Berenice's plan is for Manchile to announce the formation of a new religion unifying boppers and humans, and then arrange to have himself assassinated. (Rucker makes several allusions to the Christ story; Taze's abbreviated pregnancy is discovered on Christmas Eve, for instance.) Before the assassination, Manchile impregnates several women, the idea being that his similarly accelerated offspring will create a race of meatbops at an exponential rate.

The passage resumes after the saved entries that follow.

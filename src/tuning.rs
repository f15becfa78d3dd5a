//! Data-driven game balance
//!
//! Every gameplay constant the simulation reads lives in [`Tuning`]. The
//! defaults reproduce the shipped balance; a JSON document may override any
//! subset of fields.

use serde::{Deserialize, Serialize};
use thiserror::Error;

use crate::consts::*;

/// One row of the combo table: reaching `streak` pickups unlocks `multiplier`.
#[derive(Debug, Clone, Copy, PartialEq, Eq, Serialize, Deserialize)]
pub struct ComboStep {
    pub streak: u32,
    pub multiplier: u32,
}

/// Errors raised while loading a tuning document.
#[derive(Debug, Error)]
pub enum TuningError {
    /// JSON could not be parsed into a tuning document.
    #[error("tuning parse error: {0}")]
    Parse(#[from] serde_json::Error),

    /// The combo table is empty or does not start at a zero streak.
    #[error("combo table must be non-empty and start at streak 0")]
    ComboTableStart,

    /// Combo breakpoints must strictly increase and multipliers must not shrink.
    #[error("combo table is not ordered at row {row}")]
    ComboTableOrder { row: usize },

    /// A min/max pair is inverted.
    #[error("{field}: min {min} exceeds max {max}")]
    InvertedRange { field: &'static str, min: f32, max: f32 },

    /// A value that must be strictly positive is not.
    #[error("{field} must be positive, got {value}")]
    NotPositive { field: &'static str, value: f32 },
}

/// Game balance parameters
#[derive(Debug, Clone, PartialEq, Serialize, Deserialize)]
#[serde(default)]
pub struct Tuning {
    // === Depth layout ===
    pub player_depth: f32,
    pub spawn_depth: f32,
    pub despawn_depth: f32,
    pub collision_range: f32,
    /// Extra depth tolerance for crystals on top of `collision_range`
    pub crystal_pickup_slack: f32,
    /// Extra depth tolerance for boosts on top of `collision_range`
    pub boost_pickup_slack: f32,

    // === Player ===
    pub lane_switch_ms: f32,
    pub jump_ms: f32,
    pub slide_ms: f32,
    pub starting_hit_points: u8,

    // === Speed / difficulty ===
    /// Depth units per second
    pub base_speed: f32,
    pub max_speed: f32,
    pub speed_increment: f32,
    pub speed_interval_ms: f32,
    /// Speed added per Head Start upgrade level
    pub start_speed_per_level: f32,
    pub grace_period_ms: f32,
    pub obstacle_interval_min_ms: f32,
    pub obstacle_interval_max_ms: f32,

    // === Crystals ===
    pub crystal_row_count: u32,
    pub crystal_spacing: f32,
    pub crystal_interval_ms: f32,
    pub crystal_score: u32,
    /// Crystal value bonus per Crystal Bonus upgrade level (0.1 = +10%)
    pub crystal_bonus_per_level: f32,

    // === Boosts ===
    pub boost_spawn_chance: f64,
    pub magnet_duration_ms: f32,
    pub slow_duration_ms: f32,
    pub slow_factor: f32,
    /// Depth distance inside which the magnet pulls crystals
    pub magnet_pull_range: f32,
    /// Pull range bonus per Magnet Radius upgrade level (0.2 = +20%)
    pub magnet_range_per_level: f32,
    /// Fraction of the lane gap closed per reference frame
    pub magnet_lane_ease: f32,
    /// Fraction of the depth gap closed per reference frame
    pub magnet_depth_ease: f32,
    pub magnet_reference_frame_ms: f32,
    /// Lane gap under which a pulled crystal snaps onto the player's lane
    pub magnet_lane_snap: f32,

    // === Scoring ===
    pub distance_quantum: f32,
    pub distance_points: u32,
    pub near_miss_points: u32,
    pub combo_table: Vec<ComboStep>,
}

impl Default for Tuning {
    fn default() -> Self {
        Self {
            player_depth: PLAYER_DEPTH,
            spawn_depth: SPAWN_DEPTH,
            despawn_depth: DESPAWN_DEPTH,
            collision_range: COLLISION_RANGE,
            crystal_pickup_slack: 0.03,
            boost_pickup_slack: 0.02,

            lane_switch_ms: LANE_SWITCH_MS,
            jump_ms: JUMP_MS,
            slide_ms: SLIDE_MS,
            starting_hit_points: STARTING_HIT_POINTS,

            base_speed: 0.3,
            max_speed: 0.9,
            speed_increment: 0.03,
            speed_interval_ms: 8000.0,
            start_speed_per_level: 0.05,
            grace_period_ms: 3500.0,
            obstacle_interval_min_ms: 1200.0,
            obstacle_interval_max_ms: 2800.0,

            crystal_row_count: 4,
            crystal_spacing: 0.05,
            crystal_interval_ms: 1800.0,
            crystal_score: 50,
            crystal_bonus_per_level: 0.1,

            boost_spawn_chance: 0.08,
            magnet_duration_ms: 5000.0,
            slow_duration_ms: 3000.0,
            slow_factor: 0.5,
            magnet_pull_range: 0.3,
            magnet_range_per_level: 0.2,
            magnet_lane_ease: 0.15,
            magnet_depth_ease: 0.1,
            magnet_reference_frame_ms: FRAME_DT_MS,
            magnet_lane_snap: 0.05,

            distance_quantum: 0.1,
            distance_points: 10,
            near_miss_points: 25,
            combo_table: vec![
                ComboStep { streak: 0, multiplier: 1 },
                ComboStep { streak: 5, multiplier: 2 },
                ComboStep { streak: 15, multiplier: 3 },
                ComboStep { streak: 30, multiplier: 5 },
            ],
        }
    }
}

impl Tuning {
    /// Parse a (possibly partial) JSON tuning document and validate it
    pub fn from_json(json: &str) -> Result<Self, TuningError> {
        let tuning: Tuning = serde_json::from_str(json)?;
        tuning.validate()?;
        log::info!("Loaded tuning overrides");
        Ok(tuning)
    }

    /// Check the invariants the simulation relies on
    pub fn validate(&self) -> Result<(), TuningError> {
        match self.combo_table.first() {
            Some(first) if first.streak == 0 => {}
            _ => return Err(TuningError::ComboTableStart),
        }
        for (row, pair) in self.combo_table.windows(2).enumerate() {
            if pair[1].streak <= pair[0].streak || pair[1].multiplier < pair[0].multiplier {
                return Err(TuningError::ComboTableOrder { row: row + 1 });
            }
        }
        if self.base_speed > self.max_speed {
            return Err(TuningError::InvertedRange {
                field: "speed",
                min: self.base_speed,
                max: self.max_speed,
            });
        }
        if self.obstacle_interval_min_ms > self.obstacle_interval_max_ms {
            return Err(TuningError::InvertedRange {
                field: "obstacle_interval_ms",
                min: self.obstacle_interval_min_ms,
                max: self.obstacle_interval_max_ms,
            });
        }
        for (field, value) in [
            ("distance_quantum", self.distance_quantum),
            ("speed_interval_ms", self.speed_interval_ms),
            ("crystal_interval_ms", self.crystal_interval_ms),
            ("magnet_reference_frame_ms", self.magnet_reference_frame_ms),
        ] {
            if value <= 0.0 {
                return Err(TuningError::NotPositive { field, value });
            }
        }
        Ok(())
    }
}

The plot goes disastrously awry, and a human corporation called ISDN retaliates against the boppers by infecting them with a genetically modified organism called chipmold. The artificial disease succeeds in killing off the boppers, but when it infects the boppers' outer coating, a kind of smart plastic known as flickercladding, it creates a new race of intelligent symbiotes known as moldies — thus fulfilling Berenice's dream of an organic/synthetic hybrid.

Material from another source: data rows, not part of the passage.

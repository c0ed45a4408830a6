//! Error types for policy store operations.

/// Errors that can occur while talking to a policy store backend.
#[derive(Debug, thiserror::Error)]
pub enum StorageError {
    /// The requested object does not exist.
    #[error("object not found: {key}")]
    NotFound {
        /// Key of the missing object.
        key: String,
    },

    /// The backend was unreachable or refused the request.
    #[error("store connection error: {message}")]
    Connection {
        /// Description of the connection failure.
        message: String,
    },

    /// An internal backend error occurred.
    #[error("store internal error: {message}")]
    Internal {
        /// Description of the internal error.
        message: String,
    },
}

impl StorageError {
    /// Creates a new `NotFound` error.
    #[must_use]
    pub fn not_found(key: impl Into<String>) -> Self {
        Self::NotFound { key: key.into() }
    }

    /// Creates a new `Connection` error.
    #[must_use]
    pub fn connection(message: impl Into<String>) -> Self {
        Self::Connection {
            message: message.into(),
        }
    }

    /// Creates a new `Internal` error.
    #[must_use]
    pub fn internal(message: impl Into<String>) -> Self {
        Self::Internal {
            message: message.into(),
        }
    }

    /// Returns `true` if this is a not found error.
    #[must_use]
    pub fn is_not_found(&self) -> bool {
        matches!(self, Self::NotFound { .. })
    }
}
//! Object storage abstraction for opengate policy documents.
//!
//! Policy documents are opaque blobs addressed by deterministic keys. This
//! crate defines the `PolicyStore` trait all backends implement, an S3
//! backend for production, and an in-memory backend used by tests and local
//! development.

pub mod error;
pub mod memory;
pub mod s3;
pub mod traits;

pub use error::StorageError;
pub use memory::MemoryPolicyStore;
pub use s3::{S3Options, S3PolicyStore};
pub use traits::PolicyStore;

/// Type alias for a shareable `PolicyStore` instance.
pub type DynPolicyStore = std::sync::Arc<dyn PolicyStore>;
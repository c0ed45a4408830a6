//! Access decision evaluation against the active policy.

use std::sync::Arc;

use opengate_core::AccessRequest;

use crate::active::ActivePolicy;
use crate::error::PolicyError;

/// Outcome of an access decision. Errors are surfaced separately and are
/// never collapsed into `Deny`.
#[derive(Debug, Clone, Copy, PartialEq, Eq)]
pub enum Decision {
    Allow,
    Deny,
}

impl Decision {
    /// Returns `true` for `Allow`.
    #[must_use]
    pub fn is_allow(&self) -> bool {
        matches!(self, Self::Allow)
    }
}

/// Evaluates access requests against the currently published policy.
///
/// Holds nothing mutable itself; every call reads one snapshot of the
/// active policy and works only with that.
#[derive(Debug, Clone)]
pub struct DecisionEngine {
    active: Arc<ActivePolicy>,
}

impl DecisionEngine {
    /// Creates an engine reading from `active`.
    #[must_use]
    pub fn new(active: Arc<ActivePolicy>) -> Self {
        Self { active }
    }

    /// Decides `request` against the active policy.
    ///
    /// # Errors
    ///
    /// `NoActivePolicy` when nothing has ever been published;
    /// `Evaluation` when the engine fails or answers with anything but a
    /// boolean.
    pub fn decide(&self, request: &AccessRequest) -> Result<Decision, PolicyError> {
        let policy = self.active.snapshot().ok_or(PolicyError::NoActivePolicy)?;
        let input = serde_json::to_value(request)
            .map_err(|e| PolicyError::evaluation(e.to_string()))?;
        let allowed = policy.evaluate(&input)?;
        tracing::debug!(
            application = %request.application_name,
            action = %request.action,
            allowed,
            "access request evaluated"
        );
        Ok(if allowed { Decision::Allow } else { Decision::Deny })
    }
}
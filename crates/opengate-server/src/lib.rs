//! HTTP surface of the opengate policy service.
//!
//! Wires the policy pipeline to two POST endpoints: `/evaluate` answers
//! access decisions against the active policy, `/generate-policy` authors
//! and persists new policy documents. Health endpoints and a service banner
//! round out the router.

pub mod bootstrap;
pub mod handlers;
pub mod middleware;
pub mod observability;
pub mod server;

pub use bootstrap::build_state;
pub use observability::{apply_logging_level, init_tracing};
pub use server::{AppState, build_app};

Both of the two main human characters of Software play prominent roles in Wetware: Cobb Anderson, whose robot body was destroyed at the end of the last novel, has his software implanted in a new body so he can help raise Manchile; while Sta-Hi Mooney — now known as Stahn Mooney — is now working as a private detective on the Moon after accidentally killing his wife, and is used as a pawn in various bopper and anti-bopper schemes.

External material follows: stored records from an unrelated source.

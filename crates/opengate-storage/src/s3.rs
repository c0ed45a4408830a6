//! S3-backed policy store.

use async_trait::async_trait;
use aws_config::{BehaviorVersion, Region};
use aws_sdk_s3::primitives::ByteStream;

use crate::error::StorageError;
use crate::traits::PolicyStore;

/// Connection options for the S3 backend.
///
/// `endpoint_url` points the client at an S3-compatible endpoint for local
/// testing (e.g. localstack); such endpoints usually require path-style
/// addressing as well.
#[derive(Debug, Clone, Default)]
pub struct S3Options {
    pub region: Option<String>,
    pub endpoint_url: Option<String>,
    pub profile: Option<String>,
    pub force_path_style: bool,
}

/// A `PolicyStore` backed by one S3 bucket.
#[derive(Debug, Clone)]
pub struct S3PolicyStore {
    client: aws_sdk_s3::Client,
    bucket: String,
}

impl S3PolicyStore {
    /// Builds a client from the ambient AWS configuration plus `options`.
    pub async fn connect(bucket: impl Into<String>, options: S3Options) -> Self {
        let mut loader = aws_config::defaults(BehaviorVersion::latest());
        if let Some(region) = options.region.clone() {
            loader = loader.region(Region::new(region));
        }
        if let Some(profile) = options.profile.clone() {
            loader = loader.profile_name(profile);
        }
        let shared = loader.load().await;

        let mut builder = aws_sdk_s3::config::Builder::from(&shared);
        if let Some(endpoint) = options.endpoint_url.clone() {
            builder = builder.endpoint_url(endpoint);
        }
        if options.force_path_style {
            builder = builder.force_path_style(true);
        }

        let bucket = bucket.into();
        tracing::info!(bucket = %bucket, "connected S3 policy store");
        Self {
            client: aws_sdk_s3::Client::from_conf(builder.build()),
            bucket,
        }
    }

    /// The bucket this store reads from and writes to.
    #[must_use]
    pub fn bucket(&self) -> &str {
        &self.bucket
    }
}

#[async_trait]
impl PolicyStore for S3PolicyStore {
    async fn fetch(&self, key: &str) -> Result<Vec<u8>, StorageError> {
        let resp = self
            .client
            .get_object()
            .bucket(&self.bucket)
            .key(key)
            .send()
            .await
            .map_err(|e| {
                let missing = e
                    .as_service_error()
                    .map(|se| se.is_no_such_key())
                    .unwrap_or(false);
                if missing {
                    StorageError::not_found(key)
                } else {
                    StorageError::connection(e.to_string())
                }
            })?;

        let data = resp
            .body
            .collect()
            .await
            .map_err(|e| StorageError::internal(e.to_string()))?;
        Ok(data.into_bytes().to_vec())
    }

    async fn put(&self, key: &str, bytes: Vec<u8>, content_type: &str) -> Result<(), StorageError> {
        self.client
            .put_object()
            .bucket(&self.bucket)
            .key(key)
            .content_type(content_type)
            .body(ByteStream::from(bytes))
            .send()
            .await
            .map_err(|e| StorageError::connection(e.to_string()))?;
        Ok(())
    }

    fn backend_name(&self) -> &'static str {
        "s3"
    }
}
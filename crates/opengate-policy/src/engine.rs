//! The compiled policy handle around the Rego engine.
//!
//! The engine is a black box: it takes policy source plus a query path and
//! answers with a value. Everything language-level (parsing, type checking,
//! builtins) lives inside `regorus`.

use serde_json::Value as JsonValue;

use crate::error::PolicyError;

/// Query evaluated against compiled policies unless configuration says
/// otherwise.
pub const DEFAULT_QUERY_PATH: &str = "data.api.access.allow";

/// Module name handed to the engine for diagnostics.
const POLICY_MODULE: &str = "policy.rego";

/// A prepared, reusable compiled query.
///
/// Immutable once built; evaluation clones the underlying engine, so one
/// `CompiledPolicy` may be shared read-only across any number of concurrent
/// evaluations.
#[derive(Clone)]
pub struct CompiledPolicy {
    engine: regorus::Engine,
    query_path: String,
}

impl std::fmt::Debug for CompiledPolicy {
    fn fmt(&self, f: &mut std::fmt::Formatter<'_>) -> std::fmt::Result {
        f.debug_struct("CompiledPolicy")
            .field("query_path", &self.query_path)
            .finish()
    }
}

impl CompiledPolicy {
    /// Parses `source` and prepares `query_path` for evaluation.
    ///
    /// A probe evaluation against an empty input runs at compile time, so a
    /// query path that resolves to nothing is rejected here rather than on
    /// the first live decision.
    ///
    /// # Errors
    ///
    /// Returns `PolicyError::Compile` carrying the engine's diagnostic.
    pub fn compile(source: &str, query_path: &str) -> Result<Self, PolicyError> {
        let mut engine = regorus::Engine::new();
        engine
            .add_policy(POLICY_MODULE.to_string(), source.to_string())
            .map_err(|e| PolicyError::compile(e.to_string()))?;

        let compiled = Self {
            engine,
            query_path: query_path.to_string(),
        };
        let probe = compiled.query_results(&JsonValue::Object(Default::default()))?;
        if probe.result.is_empty() {
            return Err(PolicyError::compile(format!(
                "query '{query_path}' produced no result"
            )));
        }
        Ok(compiled)
    }

    /// The query path this policy was prepared for.
    #[must_use]
    pub fn query_path(&self) -> &str {
        &self.query_path
    }

    /// Evaluates the prepared query against `input` and interprets the
    /// single boolean result.
    ///
    /// # Errors
    ///
    /// Returns `PolicyError::Evaluation` when the engine fails, returns no
    /// result, or returns a non-boolean value. None of these are a Deny.
    pub fn evaluate(&self, input: &JsonValue) -> Result<bool, PolicyError> {
        let results = self.query_results(input).map_err(|e| match e {
            PolicyError::Compile { message } => PolicyError::evaluation(message),
            other => other,
        })?;
        let first = results
            .result
            .first()
            .ok_or_else(|| PolicyError::evaluation("no result from policy evaluation"))?;
        let expression = first
            .expressions
            .first()
            .ok_or_else(|| PolicyError::evaluation("no expression value at query path"))?;
        match &expression.value {
            regorus::Value::Bool(allowed) => Ok(*allowed),
            other => Err(PolicyError::evaluation(format!(
                "non-boolean result at query path: {other:?}"
            ))),
        }
    }

    fn query_results(&self, input: &JsonValue) -> Result<regorus::QueryResults, PolicyError> {
        let input = regorus::Value::from_json_str(&input.to_string())
            .map_err(|e| PolicyError::evaluation(e.to_string()))?;
        let mut engine = self.engine.clone();
        engine.set_input(input);
        engine
            .eval_query(self.query_path.clone(), false)
            .map_err(|e| PolicyError::compile(e.to_string()))
    }
}

#[cfg(test)]
mod tests {
    use super::*;
    use serde_json::json;

    const POLICY: &str = r#"
package api.access

default allow = false

allow {
    input.clientID == "c1"
}
"#;

    #[test]
    fn test_compile_and_evaluate() {
        let policy = CompiledPolicy::compile(POLICY, DEFAULT_QUERY_PATH).unwrap();
        assert!(policy.evaluate(&json!({"clientID": "c1"})).unwrap());
        assert!(!policy.evaluate(&json!({"clientID": "c2"})).unwrap());
        assert!(!policy.evaluate(&json!({})).unwrap());
    }

    #[test]
    fn test_bad_source_is_compile_error() {
        let err = CompiledPolicy::compile("package api.access\n\nallow {", DEFAULT_QUERY_PATH)
            .unwrap_err();
        assert!(matches!(err, PolicyError::Compile { .. }));
    }

    #[test]
    fn test_unresolvable_query_path_is_compile_error() {
        let err = CompiledPolicy::compile(POLICY, "data.api.access.nothing").unwrap_err();
        assert!(matches!(err, PolicyError::Compile { .. }));
    }

    #[test]
    fn test_non_boolean_query_path_is_evaluation_error() {
        let source = r#"
package api.access

allow = false

actions := ["read"]
"#;
        let policy = CompiledPolicy::compile(source, "data.api.access.actions").unwrap();
        let err = policy.evaluate(&json!({})).unwrap_err();
        assert!(matches!(err, PolicyError::Evaluation { .. }));
    }
}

The Belle of Louisville, a steamboat of historic significance in Louisville, Kentucky (the setting for the earthbound portions of the book), occurs as a character in the book, in which it is revealed that the steamer has been imbued with an onboard artificial intelligence.

===Freeware===
Freeware deals with the lifeforms (called "Moldies") that evolved from the molds in Wetware. A moldie named Monique is drawn into a plot to destroy the Earth. The main human protagonist is Randy Karl Tucker a so-called "Cheeseball" - a human who has sex with Moldies. According to Rucker in his afterword of The Ware Tetralogy, "Freeware (1997) proposes that aliens could travel as radio signals coding up the software for both their minds and their bodies."

===Realware===
In Realware, a fourth-dimensional being is worshiped as a god by aliens living near Tonga. After humans are captured and swallowed by the being, Phil Gottner goes to investigate. As a gift for allowing them to be studied by him, the being gives humanity an "alla", a device capable of making real anything imaginable.